One problem which saw the stock halve in value just months after it had raised capital was the failure of a long-promised deal with UnionPay, China's largest payments provider, for 99 Wuxian to be its exclusive provider of cloud-based point of sale technology.
This failure, along with increased competition in the mobile commerce market, saw 99 Wuxian change its focus to employee rewards and loyalty schemes, which saw its financials deteriorate quickly.
From small profits in 2014 and 2015 the company moved into the red in 2016 and stayed there last year, losing 17 million yuan after tax ($3.4 million). Chairman, adviser
Another warning for ASX investors should have been the role of Benson himself. Not only would he become executive chairman of 99 Wuxian, rather than appointing an independent non-executive chairman, but his firm Investorlink was the main adviser on the float and generated fees of 10.3 million yuan or around $1.75 million in the lead up to and after the listing.
In the last two years the firm has earned a further $500,000 in fees from 99 Wuxian.
The chief financial officer of 99 Wuxian, Ayngaran Kailainathan, also came across from Investorlink before resigning abruptly in January 2016.
He declined to comment for this article.
Another of 99 Wuxian's directors at the time of its listing, Tony Groth, was also from Investorlink, adding to the general lack of independence on the board.

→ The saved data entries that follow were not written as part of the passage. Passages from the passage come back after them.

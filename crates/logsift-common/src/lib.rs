//! # logsift-common
//!
//! Shared types, error definitions, and constants used across the entire
//! logsift workspace.
//!
//! This crate is the leaf of the dependency graph — it depends on no other
//! internal crate and provides the foundational primitives that all other
//! crates build upon.

pub mod constants;
pub mod error;
pub mod types;
//! CLI definition and execution.

use std::path::PathBuf;

use clap::Parser;

use logsift_common::error::Result;
use logsift_common::types::SortKey;
use logsift_export::filter::RowFilter;
use logsift_export::pipeline::{self, ExportOptions};
use logsift_parse::time::parse_user_timestamp;

/// Parse an nginx ingress access log and export it to CSV.
#[derive(Parser, Debug)]
#[command(name = logsift_common::constants::BIN_NAME, version, about, long_about = None)]
pub struct Cli {
    /// Path to the access log file.
    #[arg(short = 'i', long)]
    pub input: PathBuf,

    /// Path to the output CSV file.
    #[arg(short = 'o', long)]
    pub output: PathBuf,

    /// Keep only these HTTP statuses, e.g. --status 200 404.
    #[arg(long, num_args = 1..)]
    pub status: Option<Vec<u16>>,

    /// Keep only these methods, e.g. --method GET POST.
    #[arg(long, num_args = 1..)]
    pub method: Option<Vec<String>>,

    /// Keep only rows whose path contains this substring.
    #[arg(long)]
    pub path_contains: Option<String>,

    /// Keep only these client IPs.
    #[arg(long, num_args = 1..)]
    pub ip: Option<Vec<String>>,

    /// Start time (UTC), e.g. 2021-04-26T21:20:00Z.
    #[arg(long)]
    pub since: Option<String>,

    /// End time (UTC), e.g. 2021-04-26T21:30:00Z.
    #[arg(long)]
    pub until: Option<String>,

    /// Column to sort the output by: time_utc, status, request_time,
    /// body_bytes_sent, or upstream_response_time.
    #[arg(long, default_value_t = SortKey::TimeUtc)]
    pub sort_by: SortKey,

    /// Sort descending.
    #[arg(long)]
    pub desc: bool,

    /// Write only the first N rows after filtering and sorting.
    #[arg(long)]
    pub limit: Option<usize>,

    /// Fail if any line does not match the expected format.
    #[arg(long)]
    pub strict: bool,
}

impl Cli {
    /// Builds the export options from the parsed flags.
    ///
    /// # Errors
    ///
    /// Returns an error if `--since` or `--until` is not a valid timestamp.
    pub fn export_options(&self) -> Result<ExportOptions> {
        let since = self
            .since
            .as_deref()
            .map(parse_user_timestamp)
            .transpose()?;
        let until = self
            .until
            .as_deref()
            .map(parse_user_timestamp)
            .transpose()?;

        Ok(ExportOptions {
            filter: RowFilter {
                statuses: self.status.clone(),
                methods: self.method.clone(),
                path_contains: self.path_contains.clone(),
                client_ips: self.ip.clone(),
                since,
                until,
            },
            sort_by: self.sort_by,
            descending: self.desc,
            limit: self.limit,
            strict: self.strict,
        })
    }
}

/// Runs the export and renders the one-line success summary.
///
/// # Errors
///
/// Propagates configuration, input, parsing, and output errors unchanged;
/// the caller maps them to exit codes.
pub fn run(args: &Cli) -> Result<String> {
    tracing::info!(
        input = %args.input.display(),
        output = %args.output.display(),
        "starting export"
    );
    let options = args.export_options()?;
    let report = pipeline::export_file(&args.input, &args.output, &options)?;
    Ok(format!(
        "OK: parsed={} rows, skipped_bad_lines={}, output={}",
        report.rows_written,
        report.bad_lines,
        args.output.display()
    ))
}
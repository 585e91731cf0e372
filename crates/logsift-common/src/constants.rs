//! System-wide constants.

/// Application name used in logging and documentation.
pub const APP_NAME: &str = "logsift";

/// Binary name for the CLI.
pub const BIN_NAME: &str = "lsift";

/// `strftime` format of the bracketed `time_local` field in an access log,
/// e.g. `26/Apr/2021:21:20:17 +0000`.
pub const TIME_LOCAL_FORMAT: &str = "%d/%b/%Y:%H:%M:%S %z";

/// Columns of the exported CSV, in the exact order they are written.
pub const CSV_COLUMNS: [&str; 21] = [
    "remote_addr",
    "time_local",
    "time_utc",
    "method",
    "uri",
    "path",
    "proto",
    "status",
    "body_bytes_sent",
    "http_referer",
    "http_user_agent",
    "request_length",
    "request_time",
    "upstream_name",
    "upstream_alternative",
    "upstream_addr",
    "upstream_response_length",
    "upstream_response_time",
    "upstream_status",
    "request_id",
    "query_keys_count",
];
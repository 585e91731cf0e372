//! File-to-file export pipeline: read, parse, filter, sort, limit, write.

use std::path::Path;

use logsift_common::error::Result;
use logsift_common::types::SortKey;
use logsift_parse::reader;

use crate::filter::RowFilter;
use crate::{sort, writer};

/// Everything that shapes one export run besides the input/output paths.
#[derive(Debug, Clone, Default)]
pub struct ExportOptions {
    /// Row filter applied before sorting.
    pub filter: RowFilter,
    /// Column to order the output by.
    pub sort_by: SortKey,
    /// Sort descending instead of ascending.
    pub descending: bool,
    /// Keep only the first N rows after filtering and sorting.
    pub limit: Option<usize>,
    /// Fail on the first malformed line instead of counting it.
    pub strict: bool,
}

/// Counters reported after a successful export.
#[derive(Debug, Clone, Copy, PartialEq, Eq)]
pub struct ExportReport {
    /// Rows written to the CSV, after filtering and limiting.
    pub rows_written: usize,
    /// Input lines that did not match the format.
    pub bad_lines: usize,
}

/// Runs the full export pipeline.
///
/// # Errors
///
/// Propagates input, parsing (strict mode), and output errors unchanged.
pub fn export_file(input: &Path, output: &Path, options: &ExportOptions) -> Result<ExportReport> {
    tracing::info!(input = %input.display(), "parsing access log");
    let outcome = reader::read_log_file(input, options.strict)?;

    let mut records: Vec<_> = outcome
        .records
        .into_iter()
        .filter(|record| options.filter.matches(record))
        .collect();

    sort::sort_records(&mut records, options.sort_by, options.descending);
    if let Some(limit) = options.limit {
        records.truncate(limit);
    }

    writer::write_csv(output, &records)?;
    tracing::info!(
        rows = records.len(),
        bad_lines = outcome.bad_lines,
        output = %output.display(),
        "export complete"
    );

    Ok(ExportReport {
        rows_written: records.len(),
        bad_lines: outcome.bad_lines,
    })
}
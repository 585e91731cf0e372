//! # lsift — logsift CLI
//!
//! Single-purpose container entrypoint: parse an nginx ingress access log
//! and export it to CSV. The process exit code is the contract with the
//! container host — 0 on success, 2 for a missing input file, 3 for a
//! strict-mode format violation, 1 for anything else.

mod cli;

use clap::Parser;

fn main() {
    tracing_subscriber::fmt()
        .with_env_filter(tracing_subscriber::EnvFilter::from_default_env())
        .init();

    let args = cli::Cli::parse();
    match cli::run(&args) {
        Ok(summary) => println!("{summary}"),
        Err(err) => {
            eprintln!("ERROR: {err}");
            std::process::exit(err.exit_code());
        }
    }
}
//! Stable record ordering.
//!
//! Absent numeric values take the sentinel `-1`, placing them below any
//! real measurement. Descending order reverses the comparator only, so
//! rows with equal keys keep their input order either way.

use std::cmp::Ordering;

use logsift_common::types::SortKey;
use logsift_parse::record::AccessRecord;

/// Sorts records in place by the given column.
pub fn sort_records(records: &mut [AccessRecord], key: SortKey, descending: bool) {
    records.sort_by(|a, b| {
        let ord = compare(a, b, key);
        if descending { ord.reverse() } else { ord }
    });
}

fn compare(a: &AccessRecord, b: &AccessRecord, key: SortKey) -> Ordering {
    match key {
        SortKey::TimeUtc => a.time_utc.cmp(&b.time_utc),
        SortKey::Status => a.status.cmp(&b.status),
        SortKey::RequestTime => cmp_opt_float(a.request_time, b.request_time),
        SortKey::BodyBytesSent => cmp_opt_int(a.body_bytes_sent, b.body_bytes_sent),
        SortKey::UpstreamResponseTime => {
            cmp_opt_float(a.upstream_response_time, b.upstream_response_time)
        }
    }
}

fn cmp_opt_int(a: Option<i64>, b: Option<i64>) -> Ordering {
    a.unwrap_or(-1).cmp(&b.unwrap_or(-1))
}

fn cmp_opt_float(a: Option<f64>, b: Option<f64>) -> Ordering {
    a.unwrap_or(-1.0).total_cmp(&b.unwrap_or(-1.0))
}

Benson defended his dual role saying the company needed Australians who understood the business on its board and in senior management.
"The only reason I'm on the board is so I can explain the business to Australian investors," he says.

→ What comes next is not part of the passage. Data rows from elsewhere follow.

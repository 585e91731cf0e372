//! CSV serialization of access records.

use std::path::Path;

use logsift_common::constants::CSV_COLUMNS;
use logsift_common::error::{LogsiftError, Result};
use logsift_parse::record::AccessRecord;

/// Writes records to a CSV file, header included, creating parent
/// directories as needed.
///
/// The header is always written, even for an empty record set.
///
/// # Errors
///
/// Returns an error if a directory or the file cannot be created, or if
/// serialization fails.
pub fn write_csv(path: &Path, records: &[AccessRecord]) -> Result<()> {
    if let Some(parent) = path.parent() {
        std::fs::create_dir_all(parent).map_err(|source| LogsiftError::Io {
            path: parent.to_path_buf(),
            source,
        })?;
    }

    let mut writer = csv::WriterBuilder::new()
        .has_headers(false)
        // RFC 4180 line endings.
        .terminator(csv::Terminator::CRLF)
        .from_path(path)?;

    writer.write_record(CSV_COLUMNS)?;
    for record in records {
        writer.serialize(record)?;
    }
    writer.flush().map_err(|source| LogsiftError::Io {
        path: path.to_path_buf(),
        source,
    })?;

    Ok(())
}
//! Row filtering.
//!
//! All configured criteria must hold for a record to pass; an absent
//! criterion matches everything.

use chrono::{DateTime, Utc};
use logsift_parse::record::AccessRecord;

/// Conjunctive row filter built from the CLI flags.
#[derive(Debug, Clone, Default)]
pub struct RowFilter {
    /// Keep only these response statuses.
    pub statuses: Option<Vec<u16>>,
    /// Keep only these HTTP methods (exact match).
    pub methods: Option<Vec<String>>,
    /// Keep only rows whose path contains this substring.
    pub path_contains: Option<String>,
    /// Keep only these client addresses.
    pub client_ips: Option<Vec<String>>,
    /// Keep only rows at or after this instant.
    pub since: Option<DateTime<Utc>>,
    /// Keep only rows at or before this instant.
    pub until: Option<DateTime<Utc>>,
}

impl RowFilter {
    /// Whether the record passes every configured criterion.
    #[must_use]
    pub fn matches(&self, record: &AccessRecord) -> bool {
        if let Some(statuses) = &self.statuses {
            if !statuses.contains(&record.status) {
                return false;
            }
        }
        if let Some(methods) = &self.methods {
            if !methods.contains(&record.method) {
                return false;
            }
        }
        if let Some(needle) = &self.path_contains {
            if !record.path.contains(needle.as_str()) {
                return false;
            }
        }
        if let Some(ips) = &self.client_ips {
            if !ips.contains(&record.remote_addr) {
                return false;
            }
        }
        if let Some(since) = self.since {
            if record.time_utc < since {
                return false;
            }
        }
        if let Some(until) = self.until {
            if record.time_utc > until {
                return false;
            }
        }
        true
    }
}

It has been harder however for the company to explain an independent expert's report that labelled a business sale by 99 Wuxian as "Not Fair but Reasonable".
According to interviews given by Zhang, the mobile payments market in China had become crowded and so the company had changed direction, embracing the world of digital loyalty programs and other e-commerce services.

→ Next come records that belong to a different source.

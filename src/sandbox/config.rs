//! Execution host limits.

use std::time::Duration;

/// Bounds applied to every guest run by an [`ExecutionHost`](crate::sandbox::ExecutionHost).
#[derive(Debug, Clone, PartialEq, Eq)]
pub struct SandboxConfig {
    /// Wall-clock budget of one run.
    pub timeout: Duration,
    /// Linear memory ceiling in bytes.
    pub max_memory: u64,
    /// Instruction budget; `None` leaves fuel metering off.
    pub max_fuel: Option<u64>,
    /// How often the engine epoch advances while a guest runs.
    pub epoch_tick_interval: Duration,
    /// Flow events kept per run; later events are counted and dropped.
    pub max_flow_events: usize,
    /// Console bytes kept before output is truncated.
    pub max_output_bytes: usize,
    /// Compiled modules kept by the host's module cache.
    pub module_cache_capacity: usize,
}

impl Default for SandboxConfig {
    fn default() -> Self {
        Self {
            timeout: Duration::from_secs(10),
            max_memory: 64 * 1024 * 1024,
            max_fuel: None,
            epoch_tick_interval: Duration::from_millis(10),
            max_flow_events: 10_000,
            max_output_bytes: 64 * 1024,
            module_cache_capacity: 64,
        }
    }
}

impl SandboxConfig {
    /// Start from the defaults and override selected limits.
    pub fn builder() -> SandboxConfigBuilder {
        SandboxConfigBuilder::default()
    }
}

/// Overrides on top of [`SandboxConfig::default`]; unset fields keep their default.
#[derive(Debug, Clone, Default)]
pub struct SandboxConfigBuilder {
    timeout: Option<Duration>,
    max_memory: Option<u64>,
    max_fuel: Option<u64>,
    epoch_tick_interval: Option<Duration>,
    max_flow_events: Option<usize>,
    max_output_bytes: Option<usize>,
    module_cache_capacity: Option<usize>,
}

impl SandboxConfigBuilder {
    /// Set the wall-clock budget of one run.
    pub fn timeout(mut self, timeout: Duration) -> Self {
        self.timeout = Some(timeout);
        self
    }

    /// Set the linear memory ceiling in bytes.
    pub fn max_memory(mut self, bytes: u64) -> Self {
        self.max_memory = Some(bytes);
        self
    }

    /// Turn on fuel metering with the given budget.
    pub fn max_fuel(mut self, fuel: u64) -> Self {
        self.max_fuel = Some(fuel);
        self
    }

    /// Set how often the engine epoch advances.
    pub fn epoch_tick_interval(mut self, interval: Duration) -> Self {
        self.epoch_tick_interval = Some(interval);
        self
    }

    /// Cap the flow events kept per run. A final exception always survives the cap.
    pub fn max_flow_events(mut self, events: usize) -> Self {
        self.max_flow_events = Some(events);
        self
    }

    /// Set how many console bytes a run keeps.
    pub fn max_output_bytes(mut self, bytes: usize) -> Self {
        self.max_output_bytes = Some(bytes);
        self
    }

    /// Set how many compiled modules the cache keeps.
    pub fn module_cache_capacity(mut self, modules: usize) -> Self {
        self.module_cache_capacity = Some(modules);
        self
    }

    /// Build the config, filling unset fields from the defaults.
    pub fn build(self) -> SandboxConfig {
        let defaults = SandboxConfig::default();
        SandboxConfig {
            timeout: self.timeout.unwrap_or(defaults.timeout),
            max_memory: self.max_memory.unwrap_or(defaults.max_memory),
            max_fuel: self.max_fuel.or(defaults.max_fuel),
            epoch_tick_interval: self.epoch_tick_interval.unwrap_or(defaults.epoch_tick_interval),
            max_flow_events: self.max_flow_events.unwrap_or(defaults.max_flow_events),
            max_output_bytes: self.max_output_bytes.unwrap_or(defaults.max_output_bytes),
            module_cache_capacity: self
                .module_cache_capacity
                .unwrap_or(defaults.module_cache_capacity),
        }
    }
}
//! Per-request pipeline: compile, enforce, then run or inspect.

use std::collections::BTreeMap;
use std::fmt;
use std::sync::Arc;

use crate::compilation::assembly::{AssemblyStreams, CompiledAssembly};
use crate::compilation::diagnostics::Diagnostic;
use crate::compilation::session::CompilationSession;
use crate::error::{FailureKind, Result, SandboxError};
use crate::languages::targets;
use crate::macros::{debug, log_warn};
use crate::policy::enforcement::PolicyEnforcer;
use crate::sandbox::executor::{ExecutionHost, ExecutionResult};

/// What a compiler front end produced for one request.
#[derive(Debug, Clone, Default)]
pub struct CompileOutput {
    /// The compiled assembly, absent when compilation failed.
    pub assembly: Option<CompiledAssembly>,
    /// Every diagnostic the compiler reported.
    pub diagnostics: Vec<Diagnostic>,
}

/// Compiler front end for one or more languages.
///
/// Compilation is synchronous and CPU-bound. The engine reads the session's
/// text, options and references and must not keep them.
pub trait CompilationEngine: Send + Sync {
    /// Compile the session's current text.
    fn compile(&self, session: &CompilationSession) -> CompileOutput;
}

/// Renders a verified assembly for a non-executing target.
pub trait InspectionBackend: Send + Sync {
    /// Produce the textual view of `streams`.
    ///
    /// The streams are only borrowed for the duration of the call.
    fn inspect(&self, session: &CompilationSession, streams: &AssemblyStreams) -> Result<String>;
}

/// Successful output of a request.
#[derive(Debug, Clone)]
pub enum UpdateOutput {
    /// Text from an inspection backend.
    Inspection(String),
    /// Result of running the assembly.
    Execution(ExecutionResult),
}

/// Why a request produced no output.
#[derive(Debug, Clone, PartialEq, Eq)]
pub struct Failure {
    /// Category of the failure.
    pub kind: FailureKind,
    /// Human-readable message.
    pub message: String,
}

impl From<&SandboxError> for Failure {
    fn from(error: &SandboxError) -> Self {
        Self {
            kind: error.kind(),
            message: error.to_string(),
        }
    }
}

/// Everything a client receives for one request.
#[derive(Debug, Clone, Default)]
pub struct UpdateResult {
    /// Compiler and policy diagnostics, in report order.
    pub diagnostics: Vec<Diagnostic>,
    /// Output, when the request succeeded.
    pub output: Option<UpdateOutput>,
    /// Failure, when it did not.
    pub failure: Option<Failure>,
}

impl UpdateResult {
    /// Whether the request produced output.
    pub fn is_success(&self) -> bool {
        self.failure.is_none()
    }
}

/// Drives a session's text through compilation, policy enforcement and the
/// selected target.
pub struct Pipeline {
    engine: Arc<dyn CompilationEngine>,
    enforcer: PolicyEnforcer,
    backends: BTreeMap<String, Arc<dyn InspectionBackend>>,
    host: Option<Arc<ExecutionHost>>,
}

impl fmt::Debug for Pipeline {
    fn fmt(&self, f: &mut fmt::Formatter<'_>) -> fmt::Result {
        f.debug_struct("Pipeline")
            .field("backends", &self.backends.keys().collect::<Vec<_>>())
            .field("host", &self.host)
            .finish_non_exhaustive()
    }
}

impl Pipeline {
    /// Create a pipeline enforcing the process-wide policy, with no backends
    /// and no execution host.
    pub fn new(engine: Arc<dyn CompilationEngine>) -> Self {
        Self {
            engine,
            enforcer: PolicyEnforcer::global(),
            backends: BTreeMap::new(),
            host: None,
        }
    }

    /// Enforce a different policy.
    pub fn with_enforcer(mut self, enforcer: PolicyEnforcer) -> Self {
        self.enforcer = enforcer;
        self
    }

    /// Register the backend for an inspection target.
    pub fn with_backend(mut self, target: impl Into<String>, backend: Arc<dyn InspectionBackend>) -> Self {
        self.backends.insert(target.into(), backend);
        self
    }

    /// Run `Run` requests on `host`.
    pub fn with_host(mut self, host: Arc<ExecutionHost>) -> Self {
        self.host = Some(host);
        self
    }

    /// Process the session's current text for its current target.
    ///
    /// Never fails: errors are reported through [`UpdateResult::failure`],
    /// and policy violations also appear as diagnostics.
    pub async fn update(&self, session: &CompilationSession) -> UpdateResult {
        let mut diagnostics = Vec::new();
        match self.run(session, &mut diagnostics).await {
            Ok(output) => UpdateResult {
                diagnostics,
                output: Some(output),
                failure: None,
            },
            Err(error) => {
                if let SandboxError::PolicyViolation(violations) = &error {
                    diagnostics.extend(violations.iter().map(|v| v.to_diagnostic()));
                }
                log_warn!(language = session.language_name(), %error, "request failed");
                UpdateResult {
                    diagnostics,
                    output: None,
                    failure: Some(Failure::from(&error)),
                }
            }
        }
    }

    async fn run(&self, session: &CompilationSession, diagnostics: &mut Vec<Diagnostic>) -> Result<UpdateOutput> {
        check_cancelled(session)?;
        let target = session.target().unwrap_or(targets::RUN);
        let adapter = session.adapter();
        if let Some(construct) = adapter
            .find_constructs(session)
            .into_iter()
            .find(|construct| !adapter.supports(target, construct))
        {
            return Err(SandboxError::NotSupported {
                construct: construct.to_string(),
                target: target.to_string(),
            });
        }

        let compiled = self.engine.compile(session);
        let suppressed = &session.compilation_options.suppressed_diagnostics;
        diagnostics.extend(
            compiled
                .diagnostics
                .into_iter()
                .filter(|d| !suppressed.contains(&d.id)),
        );
        let errors: Vec<Diagnostic> = diagnostics.iter().filter(|d| d.is_error()).cloned().collect();
        let assembly = match compiled.assembly {
            Some(assembly) if errors.is_empty() => assembly,
            _ => return Err(SandboxError::Compilation(errors)),
        };
        check_cancelled(session)?;

        let verified = self.enforcer.enforce(assembly)?;
        check_cancelled(session)?;
        debug!(language = session.language_name(), %target, "assembly verified");

        if target == targets::RUN {
            let host = self
                .host
                .as_ref()
                .ok_or_else(|| SandboxError::Config("no execution host configured".to_string()))?;
            let result = host.execute_with_cancel(&verified, &session.cancel_handle()).await?;
            return Ok(UpdateOutput::Execution(result));
        }

        let backend = self
            .backends
            .get(target)
            .ok_or_else(|| SandboxError::InvalidOption {
                name: crate::options::TARGET.to_string(),
                value: target.to_string(),
            })?;
        let text = backend.inspect(session, verified.streams())?;
        Ok(UpdateOutput::Inspection(text))
    }
}

fn check_cancelled(session: &CompilationSession) -> Result<()> {
    if session.is_cancelled() {
        return Err(SandboxError::Cancelled);
    }
    Ok(())
}

#[cfg(test)]
mod tests {
    use super::*;
    use crate::compilation::diagnostics::Severity;
    use crate::languages::{global_registry, names};
    use crate::policy::rewriter::{CallSite, ParamShape};

    struct FixedEngine(CompileOutput);

    impl CompilationEngine for FixedEngine {
        fn compile(&self, _session: &CompilationSession) -> CompileOutput {
            self.0.clone()
        }
    }

    struct LengthBackend;

    impl InspectionBackend for LengthBackend {
        fn inspect(&self, _session: &CompilationSession, streams: &AssemblyStreams) -> Result<String> {
            Ok(format!("{} bytes", streams.binary().len()))
        }
    }

    fn assembly(member: &str) -> CompiledAssembly {
        CompiledAssembly::new(
            AssemblyStreams::new(vec![1, 2, 3]),
            vec![CallSite::new(member.parse().unwrap(), vec![ParamShape::Value]).at_line(2)],
        )
    }

    fn session(target: &str) -> CompilationSession {
        let mut session = global_registry().start_session(names::CSHARP).unwrap();
        session.set_target(target);
        session
    }

    #[tokio::test]
    async fn test_inspection_target() {
        let engine = FixedEngine(CompileOutput {
            assembly: Some(assembly("System.Console::WriteLine")),
            diagnostics: vec![],
        });
        let pipeline = Pipeline::new(Arc::new(engine)).with_backend(targets::IL, Arc::new(LengthBackend));

        let result = pipeline.update(&session(targets::IL)).await;
        assert!(result.is_success());
        assert!(matches!(result.output, Some(UpdateOutput::Inspection(ref text)) if text == "3 bytes"));
    }

    #[tokio::test]
    async fn test_violation_reported_as_diagnostic() {
        let engine = FixedEngine(CompileOutput {
            assembly: Some(assembly("System.IO.File::ReadAllText")),
            diagnostics: vec![],
        });
        let pipeline = Pipeline::new(Arc::new(engine)).with_backend(targets::IL, Arc::new(LengthBackend));

        let result = pipeline.update(&session(targets::IL)).await;
        let failure = result.failure.unwrap();
        assert_eq!(failure.kind, FailureKind::PolicyViolation);
        assert_eq!(result.diagnostics.len(), 1);
        assert_eq!(result.diagnostics[0].line, Some(2));
        assert!(result.output.is_none());
    }

    #[tokio::test]
    async fn test_suppressed_diagnostics_dropped() {
        let engine = FixedEngine(CompileOutput {
            assembly: Some(assembly("System.Console::WriteLine")),
            diagnostics: vec![
                Diagnostic::warning("CS1591", "missing XML comment"),
                Diagnostic::warning("CS0168", "unused variable"),
            ],
        });
        let pipeline = Pipeline::new(Arc::new(engine)).with_backend(targets::IL, Arc::new(LengthBackend));

        let result = pipeline.update(&session(targets::IL)).await;
        assert_eq!(result.diagnostics.len(), 1);
        assert_eq!(result.diagnostics[0].id, "CS0168");
        assert_eq!(result.diagnostics[0].severity, Severity::Warning);
    }

    #[tokio::test]
    async fn test_compile_errors_stop_the_request() {
        let engine = FixedEngine(CompileOutput {
            assembly: None,
            diagnostics: vec![Diagnostic::error("CS1002", "; expected").at(1, 10)],
        });
        let result = Pipeline::new(Arc::new(engine)).update(&session(targets::RUN)).await;
        assert_eq!(result.failure.unwrap().kind, FailureKind::Compilation);
        assert_eq!(result.diagnostics.len(), 1);
    }

    #[tokio::test]
    async fn test_unknown_target_and_missing_host() {
        let engine: Arc<dyn CompilationEngine> = Arc::new(FixedEngine(CompileOutput {
            assembly: Some(assembly("System.Console::WriteLine")),
            diagnostics: vec![],
        }));
        let pipeline = Pipeline::new(engine);

        let unknown = pipeline.update(&session(targets::AST)).await;
        assert_eq!(unknown.failure.unwrap().kind, FailureKind::InvalidRequest);

        let no_host = pipeline.update(&session(targets::RUN)).await;
        assert_eq!(no_host.failure.unwrap().kind, FailureKind::Internal);
    }

    #[tokio::test]
    async fn test_cancelled_session() {
        let engine = FixedEngine(CompileOutput::default());
        let session = session(targets::IL);
        session.cancel();

        let result = Pipeline::new(Arc::new(engine)).update(&session).await;
        assert_eq!(result.failure.unwrap().kind, FailureKind::Cancelled);
    }
}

This saw 99 Wuxian announce in December 2015 that it would pay $97 million for e-commerce company Jiangsu Offpay, a provider of services and technology for digital marketplaces.
The deal was to be completed in four tranches, the first $34 million of which was to be funded through a loan by Zhang to 99 Wuxian.
The Offpay deal was described at the time as a "unique opportunity" to acquire a "leading" e-commerce company.
But just 10 months later, 99 Wuxian told shareholders it would only be purchasing 40 per cent of Offpay in what it described as a "positive result", without providing any other explanation.
Just weeks later it further updated the market, saying it would sell that 40 per cent stake to Zhang and would book a profit of $7.6 million, a "positive outcome" that would enable it to focus on "customer acquisition" and reduce debt.
Not fair but reasonable
But the independent expert required for related party deals had more than a few reservations.
BDO labelled the deal "Not Fair but Reasonable", a term which indicates it is not in the best interests of minority shareholders but the company had few other options.
Benson said the deal never went ahead. He said the company couldn't raise funds to complete the acquisition, as the market "didn't understand" how to value such Chinese businesses.
Another curious habit of the company was its propensity to borrow money for working capital, at steep interest rates, despite its accounts showing it had around $8 million in cash during 2016 and 2017.
In 2017 the company borrowed around $2 million in three separate "equity-linked loans" at an annual interest rate of 10 per cent, which can be converted into shares.
The company then entered into a further two loans at the same interest rate for a total of $560,000 this year.
These will either be very expensive working capital or highly dilutive to existing shareholders.
With the company's share price languishing at 6.4¢, Benson admits experiment of listing Chinese companies on the ASX has not gone well and he looks forward to the day when he can leave.
"But we're not ready to give up on the Australian market just yet," he says.
"We have customers and transaction volume, we now need to translate this into profit."